Influence of SERCA and Actomyosin ATPase on Respiration Kinetics in Permeabilized Rat Cardiomyocytes

Compartmentalization of ATP and ADP by intracellular diffusion restrictions plays a role in heart energetics. While specific causes of diffusion restrictions are not known, intracellular structures are speculated to act as diffusion barriers. We did kinetic experiments on permeabilized rat cardiomyocytes under relaxing conditions and analyzed the data by mathematical modeling. We found significant diffusion restriction by the mitochondrial outer membrane and confirmed a functional coupling between mitochondria and a fraction of ATPases. Such coupling indicates restricted diffusion in the cytosol. In addition, we found evidence for a tight coupling between pyruvate kinase (PK) and some ATPases.
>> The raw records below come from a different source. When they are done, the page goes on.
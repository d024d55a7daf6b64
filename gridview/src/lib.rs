//! A generic paginated grid widget for terminal UIs.
//!
//! The [`Grid`] renders caller-owned rows through typed [`Column`]
//! descriptors into an [`Element`] tree, with an optional expandable detail
//! row, a per-row action menu, and a [`Pagination`] control. Interaction is
//! wired through a [`HandlerRegistry`]; the host dispatches activations to it
//! and receives edit, delete, and page-change callbacks in return.

pub mod buffer;
pub mod element;
pub mod error;
pub mod grid;
pub mod handler;
pub mod hit;
pub mod layout;
pub mod render;
pub mod state;
pub mod types;

pub use buffer::{Buffer, Cell};
pub use element::{Content, Element, collect_text, find_element, find_element_mut};
pub use error::GridError;
pub use grid::{
    Accessor, CellValue, Column, ColumnWidth, Columns, DetailRenderer, Expansion, Grid,
    GridLabels, GridRow, GridState, PageChangeHandler, Pagination, PaginationMeta, RowHandler,
    clamp_requested_page, partition, total_pages,
};
pub use handler::{Handler, HandlerRegistry, ON_ACTIVATE};
pub use hit::{collect_focusable, hit_test};
pub use layout::{LayoutResult, Rect, display_width, layout, measure};
pub use render::{render_to_buffer, render_to_string};
pub use state::State;
pub use types::*;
However, it is not clear which ATPases are coupled with which cellular energetic sites. The aim of this work was to establish the role of SERCA and myosin ATPase as possible candidates for coupling with PK and mitochondria. First, the effect of SERCA was assessed by inhibition with thapsigargin (TG). We found no effect of TG on respiration and no change in ATPase activity was observed spectrophotometrically. This indicates that SERCA activity is minor in our preparation. Second, the role of myosin ATPase was assessed in cells where myosin had been extracted by incubation in high KCl solution. We recorded respiration rate dependence on exogenous and endogenous ADP, inhibition of ATP-stimulated respiration by endogenous and exogenous PK. In spectrophotometer, we measured activity of ATPases and endogenous PK. We found that while ATP respiration kinetics changed, ADP respiration kinetics were the same as control. To establish the role of actomyosin ATPase, the experimental results will have to be analyzed by mathematical models.